Wie lässt sich also Lebensmittelsicherheit in einer Welt gewährleisten, in der mehr Menschen leben, die intensiveren und häufigeren Gefahren ausgesetzt sind?
Landwirtschaft selbst kann eine Lösung sein. Sie ist der Hauptantrieb für Veränderungen in der Landnutzung. Daher kann sie entscheidend sein im Umgang mit einer gestiegenen Empfindlichkeit bei Naturkatastrophen. Gleichzeitig würde uns ein nachhaltigerer Ansatz bei der Lebensmittelproduktion helfen, die Umwelt zu schützen sowie die Widerstandskraft unserer Gemeinschaft im Angesicht von Desastern stärken.
Im letzten Jahrzehnt wurden Fortschritte in der Entwicklung von Konzepten zur Katastrophenverminderung gemacht. Sie sind ein wichtiger Beitrag für eine inklusive und nachhaltige Entwicklung. Und doch muss mehr getan werden, um das Potenzial der Agrarwirtschaft bei der Verminderung der Risiken durch Naturkatastrophen voll zu nutzen. Landwirtschaft, Lebensmittelsicherheit und Ernährung müssen in Strategien einfließen, um die Widerstandskraft von Gesellschaften zu steigern. Dafür ist unter anderem Folgendes nötig:
Erstens, müssen wir das Risiko handhaben. Dazu gehören rechtliche und regulatorische Rahmenwerke für die Reduktion von Risiken und das Krisenmanagement. Risikofaktoren müssen systematisch in die Planung von Landwirtschaft, Fischerei und den Waldbau einfließen.

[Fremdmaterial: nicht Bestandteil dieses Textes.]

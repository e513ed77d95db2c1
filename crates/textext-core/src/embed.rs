/*
 * embed.rs
 * Copyright (c) 2025 The textext authors
 *
 * Finding, tagging and splicing embedded objects in the host document.
 */

//! Embedded objects in the host document.
//!
//! An embedded object is an SVG `<g>` carrying the markup it was typeset
//! from in `textext:text` and `textext:preamble`, both escaped with
//! [`crate::escape`]. Objects written by old versions use the unqualified
//! `textext` and `texpreamble` attributes instead; those are still read but
//! never written.

use textext_xml::{NodePath, XmlDocument, XmlElement, XmlName};

use crate::error::Result;
use crate::escape;
use crate::normalize::{host_id_limit, id_limit, next_id, repair_namespace};

/// Namespace of the round-trip metadata attributes.
pub const TEXTEXT_NS: &str = "http://www.iki.fi/pav/software/textext/";

/// Prefix used when writing [`TEXTEXT_NS`] attributes.
pub const TEXTEXT_PREFIX: &str = "textext";

/// Preamble file used when nothing else is known.
pub const DEFAULT_PREAMBLE: &str = "header.inc";

const LEGACY_TEXT: &str = "textext";
const LEGACY_PREAMBLE: &str = "texpreamble";

/// A previously embedded object found among the selection.
#[derive(Debug, Clone, PartialEq)]
pub struct PreviousObject {
    /// Where the object sits in the host document.
    pub path: NodePath,
    pub id: String,
    /// Decoded markup.
    pub text: String,
    /// Decoded preamble file name; empty when the object had none.
    pub preamble_file: String,
    /// Placement chosen by the user, copied onto the replacement.
    pub transform: Option<String>,
}

/// First selected `<g>` that carries round-trip metadata.
///
/// Ids that do not resolve and elements that are not groups are skipped.
///
/// # Errors
///
/// Fails if the metadata of the first matching object cannot be decoded.
pub fn find_previous(doc: &XmlDocument, ids: &[String]) -> Result<Option<PreviousObject>> {
    for id in ids {
        let Some(path) = doc.find_by_id(id) else {
            tracing::debug!(id = %id, "Selected id not found in document");
            continue;
        };
        let Some(node) = doc.element(&path) else {
            continue;
        };
        if node.name.local != "g" {
            continue;
        }

        let (text, preamble) = if let Some(text) = node.attribute(Some(TEXTEXT_NS), "text") {
            (text, node.attribute(Some(TEXTEXT_NS), "preamble"))
        } else if let Some(text) = node.get_attribute(LEGACY_TEXT) {
            (text, node.get_attribute(LEGACY_PREAMBLE))
        } else {
            continue;
        };

        return Ok(Some(PreviousObject {
            path,
            id: id.clone(),
            text: escape::decode(text)?,
            preamble_file: escape::decode(preamble.unwrap_or(""))?,
            transform: node.get_attribute("transform").map(str::to_string),
        }));
    }
    Ok(None)
}

/// Record the markup a fragment was made from.
pub fn tag_fragment(fragment: &mut XmlElement, text: &str, preamble_file: &str) {
    fragment.set_attribute(
        XmlName::prefixed(TEXTEXT_NS, TEXTEXT_PREFIX, "text"),
        escape::encode(text),
    );
    fragment.set_attribute(
        XmlName::prefixed(TEXTEXT_NS, TEXTEXT_PREFIX, "preamble"),
        escape::encode(preamble_file),
    );
}

/// Put `fragment` into `doc`, returning its path.
///
/// Without a previous object the fragment is appended to the document
/// element. Otherwise it takes the previous object's place among its
/// siblings and inherits its `id` and `transform`, so the object keeps its
/// identity and placement across edits.
///
/// A new fragment whose id is missing, or already taken in `doc`, gets the
/// next free `textext-obj-N`, so selecting it by id finds it again.
///
/// # Errors
///
/// Fails if no `textext-obj-N` id is left, or `previous` no longer points
/// at an element of `doc`.
pub fn embed(
    doc: &mut XmlDocument,
    mut fragment: XmlElement,
    previous: Option<&PreviousObject>,
) -> Result<NodePath> {
    if let Some(previous) = previous {
        fragment.set_id(previous.id.as_str());
        if let Some(transform) = &previous.transform {
            fragment.set_attribute(XmlName::local("transform"), transform.as_str());
        }
    } else if fragment
        .id()
        .is_none_or(|id| doc.find_by_id(id).is_some())
    {
        let id = next_id(host_id_limit(doc).max(id_limit(&fragment)))?;
        fragment.set_id(id);
    }
    repair_namespace(&mut fragment);

    match previous {
        None => Ok(doc.append_to_root(fragment)),
        Some(previous) => {
            doc.replace_element(&previous.path, fragment)?;
            Ok(previous.path.clone())
        }
    }
}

Zweitens, müssen wir uns um Systeme zur Informationssammlung und zur Frühwarnung bemühen, um Bedrohungen zu identifizieren. Dafür müssen wir proaktiv sein und handeln, bevor diese Naturereignisse eintreffen. In der Vergangenheit erhielt die Weltgemeinschaft frühe Warnsignale von kommenden Krisen, reagierte aber nicht. Der somalische Hunger von 2011 war ein aktuelles und ernüchterndes Beispiel.
Drittens, müssen wir die zugrundeliegenden Faktoren reduzieren, die Bauern, Hirten, Fischer und Waldbauern empfindlich machen. Das lässt sich durch Fokussierung auf – und Investitionen in – nachhaltigere Modelle der Lebensmittelproduktion erreichen. Dazu gehört der Gebrauch verbesserter Anbautechnologien und Praktiken, welche die Ernten steigern und zeitgleich die Zähigkeit gegen Schocks erhöht.